#### Exercise instructions
From the records below, find each line with the string "crate" and copy it.

::: Information

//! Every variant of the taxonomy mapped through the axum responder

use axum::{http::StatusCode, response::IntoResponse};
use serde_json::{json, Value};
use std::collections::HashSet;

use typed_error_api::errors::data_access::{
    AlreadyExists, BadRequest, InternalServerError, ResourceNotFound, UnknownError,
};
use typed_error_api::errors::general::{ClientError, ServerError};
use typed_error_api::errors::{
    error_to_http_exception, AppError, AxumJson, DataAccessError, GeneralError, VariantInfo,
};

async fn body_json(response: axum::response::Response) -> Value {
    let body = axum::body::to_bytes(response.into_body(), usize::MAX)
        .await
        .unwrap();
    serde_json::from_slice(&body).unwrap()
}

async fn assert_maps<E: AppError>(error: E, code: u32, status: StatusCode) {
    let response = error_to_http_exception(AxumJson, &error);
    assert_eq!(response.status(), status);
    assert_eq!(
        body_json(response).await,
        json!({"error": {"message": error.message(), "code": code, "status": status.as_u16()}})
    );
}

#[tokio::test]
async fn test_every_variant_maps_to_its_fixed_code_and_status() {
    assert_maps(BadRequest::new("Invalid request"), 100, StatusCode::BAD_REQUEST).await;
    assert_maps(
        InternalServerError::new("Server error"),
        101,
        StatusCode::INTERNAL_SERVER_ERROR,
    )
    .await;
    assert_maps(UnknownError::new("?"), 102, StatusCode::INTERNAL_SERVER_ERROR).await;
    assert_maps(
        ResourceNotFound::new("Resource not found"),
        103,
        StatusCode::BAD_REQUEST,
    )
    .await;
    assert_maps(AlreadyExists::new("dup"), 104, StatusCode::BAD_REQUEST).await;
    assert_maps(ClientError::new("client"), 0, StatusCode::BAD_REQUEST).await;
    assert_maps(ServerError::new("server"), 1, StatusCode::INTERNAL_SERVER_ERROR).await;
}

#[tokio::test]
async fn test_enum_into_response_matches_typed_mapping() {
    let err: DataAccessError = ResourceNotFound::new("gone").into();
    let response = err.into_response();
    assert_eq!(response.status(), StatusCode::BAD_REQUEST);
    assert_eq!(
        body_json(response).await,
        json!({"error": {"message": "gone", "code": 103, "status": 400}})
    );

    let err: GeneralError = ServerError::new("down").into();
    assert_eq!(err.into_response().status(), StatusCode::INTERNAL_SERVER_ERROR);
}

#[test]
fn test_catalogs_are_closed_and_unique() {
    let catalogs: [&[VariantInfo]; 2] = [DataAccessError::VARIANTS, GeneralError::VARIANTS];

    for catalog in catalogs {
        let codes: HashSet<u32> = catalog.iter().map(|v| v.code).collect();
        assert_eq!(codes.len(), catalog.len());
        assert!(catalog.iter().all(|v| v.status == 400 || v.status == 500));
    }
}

::::::
::: Information

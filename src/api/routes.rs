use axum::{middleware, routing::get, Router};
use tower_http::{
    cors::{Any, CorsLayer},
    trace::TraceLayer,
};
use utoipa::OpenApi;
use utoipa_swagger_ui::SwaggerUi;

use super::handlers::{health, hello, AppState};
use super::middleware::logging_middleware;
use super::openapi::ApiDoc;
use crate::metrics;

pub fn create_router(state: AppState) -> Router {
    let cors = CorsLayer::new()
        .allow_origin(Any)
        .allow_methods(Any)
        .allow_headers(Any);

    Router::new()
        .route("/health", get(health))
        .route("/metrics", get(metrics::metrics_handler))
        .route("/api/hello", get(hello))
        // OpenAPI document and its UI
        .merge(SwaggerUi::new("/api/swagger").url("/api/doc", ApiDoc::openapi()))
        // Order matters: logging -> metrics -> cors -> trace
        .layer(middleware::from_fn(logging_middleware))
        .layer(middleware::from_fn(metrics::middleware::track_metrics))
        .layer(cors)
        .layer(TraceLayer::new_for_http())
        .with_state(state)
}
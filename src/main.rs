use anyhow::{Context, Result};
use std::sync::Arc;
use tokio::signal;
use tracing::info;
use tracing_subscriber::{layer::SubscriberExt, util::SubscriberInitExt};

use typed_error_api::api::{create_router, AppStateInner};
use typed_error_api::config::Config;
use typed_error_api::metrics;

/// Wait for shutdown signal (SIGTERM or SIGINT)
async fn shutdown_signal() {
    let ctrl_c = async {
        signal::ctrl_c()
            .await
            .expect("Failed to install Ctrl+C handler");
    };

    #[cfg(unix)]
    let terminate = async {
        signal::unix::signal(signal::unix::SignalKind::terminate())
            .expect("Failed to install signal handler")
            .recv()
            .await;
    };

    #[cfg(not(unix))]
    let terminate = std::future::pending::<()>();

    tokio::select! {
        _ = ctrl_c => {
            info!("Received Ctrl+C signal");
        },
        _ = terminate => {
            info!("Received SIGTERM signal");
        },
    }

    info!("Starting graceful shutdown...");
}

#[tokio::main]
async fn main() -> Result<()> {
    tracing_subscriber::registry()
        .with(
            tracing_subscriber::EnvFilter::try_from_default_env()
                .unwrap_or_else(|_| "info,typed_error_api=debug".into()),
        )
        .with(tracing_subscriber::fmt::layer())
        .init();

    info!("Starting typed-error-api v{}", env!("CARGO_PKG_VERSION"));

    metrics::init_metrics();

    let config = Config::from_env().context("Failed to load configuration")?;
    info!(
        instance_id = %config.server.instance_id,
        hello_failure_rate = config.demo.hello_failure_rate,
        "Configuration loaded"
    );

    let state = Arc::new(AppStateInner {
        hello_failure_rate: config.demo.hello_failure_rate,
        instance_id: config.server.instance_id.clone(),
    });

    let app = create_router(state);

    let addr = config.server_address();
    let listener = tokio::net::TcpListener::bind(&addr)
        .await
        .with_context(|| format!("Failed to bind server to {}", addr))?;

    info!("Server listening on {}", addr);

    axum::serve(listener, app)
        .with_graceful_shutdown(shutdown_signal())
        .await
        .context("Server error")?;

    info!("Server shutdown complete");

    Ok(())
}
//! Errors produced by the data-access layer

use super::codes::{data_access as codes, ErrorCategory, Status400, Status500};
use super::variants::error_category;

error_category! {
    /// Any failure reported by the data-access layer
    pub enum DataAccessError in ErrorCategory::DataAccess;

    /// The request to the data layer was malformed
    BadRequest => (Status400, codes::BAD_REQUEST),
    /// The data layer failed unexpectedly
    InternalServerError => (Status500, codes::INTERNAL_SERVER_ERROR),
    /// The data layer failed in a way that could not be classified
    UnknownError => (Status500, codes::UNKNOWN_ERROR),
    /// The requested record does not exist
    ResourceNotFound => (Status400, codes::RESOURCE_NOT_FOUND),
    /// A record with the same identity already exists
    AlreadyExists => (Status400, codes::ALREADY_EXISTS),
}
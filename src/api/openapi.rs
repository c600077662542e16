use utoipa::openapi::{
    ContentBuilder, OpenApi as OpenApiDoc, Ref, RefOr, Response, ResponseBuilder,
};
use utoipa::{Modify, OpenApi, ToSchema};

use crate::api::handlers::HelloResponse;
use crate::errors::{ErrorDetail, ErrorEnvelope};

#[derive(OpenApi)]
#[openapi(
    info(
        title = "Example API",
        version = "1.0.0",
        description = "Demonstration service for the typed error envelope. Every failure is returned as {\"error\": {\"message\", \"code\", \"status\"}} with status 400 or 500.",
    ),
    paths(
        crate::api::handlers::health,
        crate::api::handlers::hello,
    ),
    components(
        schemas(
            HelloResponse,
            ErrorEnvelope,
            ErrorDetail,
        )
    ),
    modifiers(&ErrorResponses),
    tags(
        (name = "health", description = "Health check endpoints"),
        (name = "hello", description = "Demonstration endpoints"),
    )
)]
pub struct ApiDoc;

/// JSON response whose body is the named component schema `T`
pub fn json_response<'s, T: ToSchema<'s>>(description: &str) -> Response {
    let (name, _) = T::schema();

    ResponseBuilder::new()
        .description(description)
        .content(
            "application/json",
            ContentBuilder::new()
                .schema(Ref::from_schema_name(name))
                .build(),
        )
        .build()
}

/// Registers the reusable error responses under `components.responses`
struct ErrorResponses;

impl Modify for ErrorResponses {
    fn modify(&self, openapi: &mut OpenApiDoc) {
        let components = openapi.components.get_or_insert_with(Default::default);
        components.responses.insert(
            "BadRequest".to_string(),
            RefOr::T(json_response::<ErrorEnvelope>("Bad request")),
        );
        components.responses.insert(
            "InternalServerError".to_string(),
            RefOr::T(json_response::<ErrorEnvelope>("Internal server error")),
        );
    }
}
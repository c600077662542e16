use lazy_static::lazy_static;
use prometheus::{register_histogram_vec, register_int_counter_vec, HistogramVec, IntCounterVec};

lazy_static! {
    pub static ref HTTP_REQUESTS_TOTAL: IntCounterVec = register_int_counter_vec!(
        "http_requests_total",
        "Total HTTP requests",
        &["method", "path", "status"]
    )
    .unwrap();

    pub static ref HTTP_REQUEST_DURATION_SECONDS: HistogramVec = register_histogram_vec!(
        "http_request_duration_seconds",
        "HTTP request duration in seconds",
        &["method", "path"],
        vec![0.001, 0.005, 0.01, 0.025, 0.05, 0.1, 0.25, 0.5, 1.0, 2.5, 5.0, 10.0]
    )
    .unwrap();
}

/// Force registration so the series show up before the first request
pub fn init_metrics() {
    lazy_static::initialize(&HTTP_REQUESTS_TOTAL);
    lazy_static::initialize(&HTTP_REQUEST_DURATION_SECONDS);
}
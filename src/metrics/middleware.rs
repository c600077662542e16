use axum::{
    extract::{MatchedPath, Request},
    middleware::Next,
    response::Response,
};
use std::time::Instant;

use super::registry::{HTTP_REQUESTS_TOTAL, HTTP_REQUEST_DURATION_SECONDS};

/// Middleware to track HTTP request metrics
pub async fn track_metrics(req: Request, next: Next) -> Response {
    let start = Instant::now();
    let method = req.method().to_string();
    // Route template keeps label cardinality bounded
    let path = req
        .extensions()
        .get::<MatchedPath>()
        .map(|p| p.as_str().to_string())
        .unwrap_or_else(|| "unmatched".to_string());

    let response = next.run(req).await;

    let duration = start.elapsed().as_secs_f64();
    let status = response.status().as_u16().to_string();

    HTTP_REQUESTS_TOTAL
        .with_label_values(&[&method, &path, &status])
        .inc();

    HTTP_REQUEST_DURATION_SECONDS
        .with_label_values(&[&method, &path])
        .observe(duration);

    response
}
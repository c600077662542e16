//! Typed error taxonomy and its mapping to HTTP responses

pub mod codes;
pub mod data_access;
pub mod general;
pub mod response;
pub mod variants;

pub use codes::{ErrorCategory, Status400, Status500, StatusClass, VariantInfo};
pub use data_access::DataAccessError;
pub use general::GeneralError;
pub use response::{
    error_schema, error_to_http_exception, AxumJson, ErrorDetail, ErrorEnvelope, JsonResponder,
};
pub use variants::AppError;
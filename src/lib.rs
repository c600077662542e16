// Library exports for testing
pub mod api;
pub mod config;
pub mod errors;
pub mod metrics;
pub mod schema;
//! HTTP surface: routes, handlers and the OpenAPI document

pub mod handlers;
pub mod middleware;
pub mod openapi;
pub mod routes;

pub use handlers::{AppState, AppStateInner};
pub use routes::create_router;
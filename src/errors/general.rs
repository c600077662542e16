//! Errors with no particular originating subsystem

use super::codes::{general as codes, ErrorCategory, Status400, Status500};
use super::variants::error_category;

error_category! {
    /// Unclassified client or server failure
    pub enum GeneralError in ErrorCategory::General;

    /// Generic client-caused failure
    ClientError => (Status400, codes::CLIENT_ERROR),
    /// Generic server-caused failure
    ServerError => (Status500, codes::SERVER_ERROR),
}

::::::

#### Solution for this problem
use crate::metrics;
use crate::api::handlers::HelloResponse;
use crate::errors::{ErrorDetail, ErrorEnvelope};
        crate::api::handlers::health,
        crate::api::handlers::hello,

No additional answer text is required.